From owner-freebsd-scsi  Mon Oct 14 08:02:50 1996
Return-Path: owner-freebsd-scsi
Received: (from root@localhost)
          by freefall.freebsd.org (8.7.5/8.7.3) id IAA02213
          for freebsd-scsi-outgoing; Mon, 14 Oct 1996 08:02:50 -0700 (PDT)
Received: from Octopussy (Octopussy.MI.Uni-Koeln.DE [134.95.212.20])
          by freefall.freebsd.org (8.7.5/8.7.3) with SMTP id IAA02205
          for <freebsd-scsi@freebsd.org>; Mon, 14 Oct 1996 08:02:33 -0700 (PDT)
Received: from x14.mi.uni-koeln.de (annexr3-13.slip.Uni-Koeln.DE) by Octopussy with SMTP id AA22289
  (5.67b/IDA-1.5 for <freebsd-scsi@freebsd.org>); Mon, 14 Oct 1996 17:02:07 +0200
Received: (from se@localhost) by x14.mi.uni-koeln.de (8.7.6/8.6.9) id RAA00816; Mon, 14 Oct 1996 17:01:53 +0200 (MET DST)
Message-Id: <199610141501.RAA00816@x14.mi.uni-koeln.de>
Date: Mon, 14 Oct 1996 17:01:53 +0200
From: se@zpr.uni-koeln.de (Stefan Esser)
To: taob@io.org (Brian Tao)
Cc: freebsd-scsi@freebsd.org (FREEBSD-SCSI-L)
Subject: Re: Wonky controller or drive?
In-Reply-To: <Pine.NEB.3.92.961013224954.12078B-100000@zap.io.org>; from Brian Tao on Oct 13, 1996 23:20:14 -0400
References: <Pine.NEB.3.92.961013224954.12078B-100000@zap.io.org>
X-Mailer: Mutt 0.45
Mime-Version: 1.0
Sender: owner-freebsd-scsi@freebsd.org
X-Loop: FreeBSD.org
Precedence: bulk

Brian Tao writes:
>     I added a new 4GB drive into our Web/FTP server three days ago
> (Thursday morning, Oct 10), and I've been seeing regular panics and
> crashes since then.  The kernel messages seem to suggest mostly
> otherwise.
> 
>     The server has an NCR 53c810 SCSI controller and an SMC 10/100
> Mbps Ethernet controller.  The new drive in question is a Quantum
> Atlas, at ncr0:1:0.  There is also a 1GB Seagate Medallist (sd0), two
> 4GB Quantum Grand Prix drives and three other 4GB Quantum Atlas
> drives.  All the drives have ARRE and AWRE turned on.

Hmm, adding the 7th drive caused problems ???

I guess this is the largest disk capacity that 
ever got connected to a single 53c810 ... :)

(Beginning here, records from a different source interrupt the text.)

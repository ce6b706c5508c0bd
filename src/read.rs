//! Read-only columns: zero-copy views over arrow vectors.
//!
//! A read column unifies four physical layouts (plus the materialized
//! form) behind one contract. All variants share their backing storage
//! through reference counts; `rename` and `clone` never copy data, and
//! the backing vectors are released when the last view drops.

use std::{collections::BTreeSet, sync::Arc};

use arrow_array::{
    Array, ArrayRef, UnionArray,
    cast::AsArray,
    types::{DurationMillisecondType, Float64Type, Int8Type, Int64Type, TimestampMillisecondType},
};
use arrow_schema::{DataType, UnionMode};

use crate::{
    error::{Error, Result},
    types::{MinorType, Value, slot_is_null, value_at},
};

/// A logical, read-only, named sequence of values.
#[derive(Clone, Debug)]
pub struct ReadColumn {
    name: Arc<str>,
    repr: Repr,
}

#[derive(Clone, Debug)]
enum Repr {
    /// One vector, rows 1:1.
    Direct { vector: ArrayRef, minor: MinorType },
    /// One vector read through an i32 selection.
    Indirect {
        vector: ArrayRef,
        minor: MinorType,
        indices: Arc<[i32]>,
    },
    /// A dense tagged-union vector.
    DenseUnion { vector: UnionArray },
    /// A dense union read through an i32 selection.
    IndirectDenseUnion {
        vector: UnionArray,
        indices: Arc<[i32]>,
    },
    /// One (vector, row) pair per logical row.
    Materialized {
        minor_types: Arc<BTreeSet<MinorType>>,
        vectors: Arc<[ArrayRef]>,
        indices: Arc<[usize]>,
    },
}

impl ReadColumn {
    /// Wrap a vector 1:1 as a direct column, or as a dense-union column
    /// when the vector is a dense union.
    ///
    /// # Errors
    /// Returns [`Error::UnsupportedValueType`] for sparse unions and for
    /// vectors (or union children) whose arrow type is outside the
    /// registry.
    pub fn from_vector(name: impl Into<Arc<str>>, vector: ArrayRef) -> Result<ReadColumn> {
        let repr = match vector.data_type() {
            DataType::Union(_, UnionMode::Dense) => Repr::DenseUnion {
                vector: dense_union(&vector)?,
            },
            DataType::Union(_, UnionMode::Sparse) => {
                return Err(unregistered("sparse union vector", &vector));
            }
            _ => {
                let minor = MinorType::from_arrow(vector.data_type())
                    .ok_or_else(|| unregistered("vector", &vector))?;
                Repr::Direct { vector, minor }
            }
        };
        Ok(ReadColumn {
            name: name.into(),
            repr,
        })
    }

    /// Wrap a vector read through `indices` as an indirect column (or
    /// indirect dense-union column).
    ///
    /// # Errors
    /// Same registry validation as [`ReadColumn::from_vector`].
    pub fn from_vector_with_indices(
        name: impl Into<Arc<str>>,
        vector: ArrayRef,
        indices: impl Into<Arc<[i32]>>,
    ) -> Result<ReadColumn> {
        let indices = indices.into();
        let repr = match vector.data_type() {
            DataType::Union(_, UnionMode::Dense) => Repr::IndirectDenseUnion {
                vector: dense_union(&vector)?,
                indices,
            },
            DataType::Union(_, UnionMode::Sparse) => {
                return Err(unregistered("sparse union vector", &vector));
            }
            _ => {
                let minor = MinorType::from_arrow(vector.data_type())
                    .ok_or_else(|| unregistered("vector", &vector))?;
                Repr::Indirect {
                    vector,
                    minor,
                    indices,
                }
            }
        };
        Ok(ReadColumn {
            name: name.into(),
            repr,
        })
    }

    /// A materialized column: one `(vector, row)` pair per logical row.
    ///
    /// The view keeps every referenced vector alive for its lifetime.
    /// `minor_types` is the producer's observed-content set.
    #[must_use]
    pub fn materialized(
        name: impl Into<Arc<str>>,
        minor_types: BTreeSet<MinorType>,
        vectors: Vec<ArrayRef>,
        indices: Vec<usize>,
    ) -> ReadColumn {
        debug_assert_eq!(vectors.len(), indices.len());
        ReadColumn {
            name: name.into(),
            repr: Repr::Materialized {
                minor_types: Arc::new(minor_types),
                vectors: vectors.into(),
                indices: indices.into(),
            },
        }
    }

    /// The column's name.
    #[must_use]
    pub fn name(&self) -> &str {
        &self.name
    }

    /// A same-backing view under another name. O(1), copies nothing.
    #[must_use]
    pub fn rename(&self, name: impl Into<Arc<str>>) -> ReadColumn {
        ReadColumn {
            name: name.into(),
            repr: self.repr.clone(),
        }
    }

    /// The logical row count of this view.
    #[must_use]
    pub fn value_count(&self) -> usize {
        match &self.repr {
            Repr::Direct { vector, .. } => vector.len(),
            Repr::Indirect { indices, .. } => indices.len(),
            Repr::DenseUnion { vector } => vector.len(),
            Repr::IndirectDenseUnion { indices, .. } => indices.len(),
            Repr::Materialized { indices, .. } => indices.len(),
        }
    }

    /// The set of minor types observed in this view.
    ///
    /// A singleton for vector-backed variants; for union variants, the
    /// minor types of children with a positive value count (a cache of
    /// observed content, not the union's declared schema).
    #[must_use]
    pub fn minor_types(&self) -> BTreeSet<MinorType> {
        match &self.repr {
            Repr::Direct { minor, .. } | Repr::Indirect { minor, .. } => {
                BTreeSet::from([*minor])
            }
            Repr::DenseUnion { vector } | Repr::IndirectDenseUnion { vector, .. } => {
                union_minor_types(vector)
            }
            Repr::Materialized { minor_types, .. } => (**minor_types).clone(),
        }
    }

    /// Whether the slot at `index` is absent.
    #[must_use]
    pub fn is_null(&self, index: usize) -> bool {
        slot_is_null(self.internal_vector(index).as_ref(), self.internal_index(index))
    }

    /// The leaf boolean at `index`.
    ///
    /// # Panics
    /// Panics when the leaf minor type is not [`MinorType::Bit`]; callers
    /// consult [`ReadColumn::minor_types`] first.
    #[must_use]
    pub fn get_bool(&self, index: usize) -> bool {
        self.internal_vector(index)
            .as_boolean()
            .value(self.internal_index(index))
    }

    /// The leaf 8-bit integer at `index`.
    ///
    /// # Panics
    /// Panics when the leaf minor type is not [`MinorType::TinyInt`].
    #[must_use]
    pub fn get_byte(&self, index: usize) -> i8 {
        self.internal_vector(index)
            .as_primitive::<Int8Type>()
            .value(self.internal_index(index))
    }

    /// The leaf 64-bit integer at `index`.
    ///
    /// # Panics
    /// Panics when the leaf minor type is not [`MinorType::BigInt`].
    #[must_use]
    pub fn get_long(&self, index: usize) -> i64 {
        self.internal_vector(index)
            .as_primitive::<Int64Type>()
            .value(self.internal_index(index))
    }

    /// The leaf 64-bit float at `index`.
    ///
    /// # Panics
    /// Panics when the leaf minor type is not [`MinorType::Float8`].
    #[must_use]
    pub fn get_double(&self, index: usize) -> f64 {
        self.internal_vector(index)
            .as_primitive::<Float64Type>()
            .value(self.internal_index(index))
    }

    /// The leaf epoch-millisecond timestamp at `index`.
    ///
    /// # Panics
    /// Panics when the leaf minor type is not [`MinorType::TimestampMilli`].
    #[must_use]
    pub fn get_date(&self, index: usize) -> i64 {
        self.internal_vector(index)
            .as_primitive::<TimestampMillisecondType>()
            .value(self.internal_index(index))
    }

    /// The leaf millisecond duration at `index`.
    ///
    /// # Panics
    /// Panics when the leaf minor type is not [`MinorType::Duration`].
    #[must_use]
    pub fn get_duration(&self, index: usize) -> i64 {
        self.internal_vector(index)
            .as_primitive::<DurationMillisecondType>()
            .value(self.internal_index(index))
    }

    /// The leaf string at `index`.
    ///
    /// # Panics
    /// Panics when the leaf minor type is not UTF-8 backed.
    #[must_use]
    pub fn get_str(&self, index: usize) -> &str {
        self.internal_vector(index)
            .as_string::<i32>()
            .value(self.internal_index(index))
    }

    /// The leaf bytes at `index`.
    ///
    /// # Panics
    /// Panics when the leaf minor type is not [`MinorType::Varbinary`].
    #[must_use]
    pub fn get_bytes(&self, index: usize) -> &[u8] {
        self.internal_vector(index)
            .as_binary::<i32>()
            .value(self.internal_index(index))
    }

    /// The canonical host value at `index`, dispatched on the leaf type.
    #[must_use]
    pub fn get_object(&self, index: usize) -> Value {
        value_at(self.internal_vector(index), self.internal_index(index))
    }

    /// The leaf vector backing row `index`, after unwrapping indirection
    /// and union dispatch. Vector-backed variants ignore `index`.
    #[must_use]
    pub fn internal_vector(&self, index: usize) -> &ArrayRef {
        match &self.repr {
            Repr::Direct { vector, .. } | Repr::Indirect { vector, .. } => vector,
            Repr::DenseUnion { vector } => vector.child(vector.type_id(index)),
            Repr::IndirectDenseUnion { vector, indices } => {
                vector.child(vector.type_id(indices[index] as usize))
            }
            Repr::Materialized { vectors, .. } => &vectors[index],
        }
    }

    /// The row within [`ReadColumn::internal_vector`] backing row `index`.
    #[must_use]
    pub fn internal_index(&self, index: usize) -> usize {
        match &self.repr {
            Repr::Direct { .. } => index,
            Repr::Indirect { indices, .. } => indices[index] as usize,
            Repr::DenseUnion { vector } => vector.value_offset(index),
            Repr::IndirectDenseUnion { vector, indices } => {
                vector.value_offset(indices[index] as usize)
            }
            Repr::Materialized { indices, .. } => indices[index],
        }
    }
}

fn dense_union(vector: &ArrayRef) -> Result<UnionArray> {
    let union = vector
        .as_any()
        .downcast_ref::<UnionArray>()
        .expect("union data type backed by a union array");
    let DataType::Union(fields, _) = vector.data_type() else {
        unreachable!("checked by caller");
    };
    for (type_id, field) in fields.iter() {
        if MinorType::from_arrow(field.data_type()).is_none() {
            return Err(unregistered("union child", union.child(type_id)));
        }
    }
    Ok(union.clone())
}

fn union_minor_types(vector: &UnionArray) -> BTreeSet<MinorType> {
    let DataType::Union(fields, _) = vector.data_type() else {
        unreachable!("dense union backing");
    };
    fields
        .iter()
        .filter(|(type_id, _)| !vector.child(*type_id).is_empty())
        .filter_map(|(_, field)| MinorType::from_arrow(field.data_type()))
        .collect()
}

fn unregistered(kind: &str, vector: &dyn Array) -> Error {
    Error::UnsupportedValueType {
        kind: kind.to_string(),
        arrow_type: vector.data_type().clone(),
    }
}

In order to understand what's wrong, I'd like
to know whether these driver are internal or
in an external case (and with their own power 
supplies), the length of the SCSI bus cable
(not only to external boxes, but also within
them).

I expect this to be caused by either a too
long cable (for the transfer rate) or a problem
with the power supplies. (The 4GB drives need
some 15W each under load, but temporary peaks 
may be much higher and may in fact occur on
multiple drives simultanously, depending on
how you spread the file systems. The power
will be continously drawn on the 5V line, but
there may be significant current peaks on the
12V line. I'd suggest to have a power-supply 
that delivers 2A at 12V per 4GB drive. If all
of them are connected to a single PS, then a 
total of 8A at 12V might be sufficient.

> (ncr0:0:0): "SEAGATE ST51080N 0913" type 0 fixed SCSI 2
> (ncr0:1:0): "Quantum XP34300 81HB" type 0 fixed SCSI 2

>     The first crash came Thursday evening.  It looks like the
> controller itself failed, but the kernel panic that followed
> immediately after seemed to happen in _tcp_fasttimo.  What does "CCB
> already dequeued" mean?
> 
> ncr0: SCSI phase error fixup: CCB already dequeued (0xf3452800)
> ncr0: restart (ncr dead ?).
> sd5(ncr0:5:0): error code 114
> , retries:3

No, that's probably not a controller failure,
but a lost SCSI ACK.

The CCB already dequeued is a secondary effect,
after some code at interrupt level cancelled 
a SCSI command that was taking too long.

>     I didn't get any panic messages for the second crash, but it
> looked like the VM system was unable to read pages back into physical
> memory:
> 
> ncr0: SCSI phase error fixup: CCB already dequeued (0xf3452600)
> ncr0: restart (ncr dead ?).

Same problem as above: The SCSI bus appears to 
be locked, and no devcice makes any progress
anymore ...

>     A few more instances of "Power on, reset, or bus device reset
> occurred" appeared, as well as a couple of "Unrecovered read errors"
> on the new Quantum, despite having ARRE enabled.  The third crash in

These read errors do most probably indicate, 
that the data has not been transferred to 
the NCR completely.

> two days was actually in _tulip_rx_intr, if you believe the
> instruction pointer info in the panic message:
> 
> ncr0: SCSI phase error fixup: CCB already dequeued (0xf3452400)
> ncr0: restart (ncr dead ?).
> panic: free: multiple frees

This might have been a random coincidence.
But I'll check whether I find anything that 
might explain this. 

> syncing disks...
> Fatal trap 12: page fault while in kernel mode

I do not think that this is directly related
to the NCR driver ...
It does rather look like some kernel data structures
got corrupted.

> fault virtual address    = 0x39c00000
> fault code               = supervisor read, page not present
> instruction pointer      = 0x8:0xf017961b
> stack pointer            = 0x10:0xefbff9c4
> frame pointer            = 0x10:0xefbff9f0
> code segment             = base 0x0, limit 0xfffff, type 0x1b
>                  = DPL 0, pres 1, def32 1, gran 1
> processor eflags = interrupt enabled, resume, IOPL = 0
> current process          = 107 (nfsd)
> interrupt mask           = net

>     That happened twice so far, in _tulip_rx_intr.  The most recent
> crash was definitely related to the new Quantum:
> 
> assertion "cp" failed: file "../../pci/ncr.c", line 5543
> sd1(ncr0:1:0): COMMAND FAILED (4 28) @f3452800.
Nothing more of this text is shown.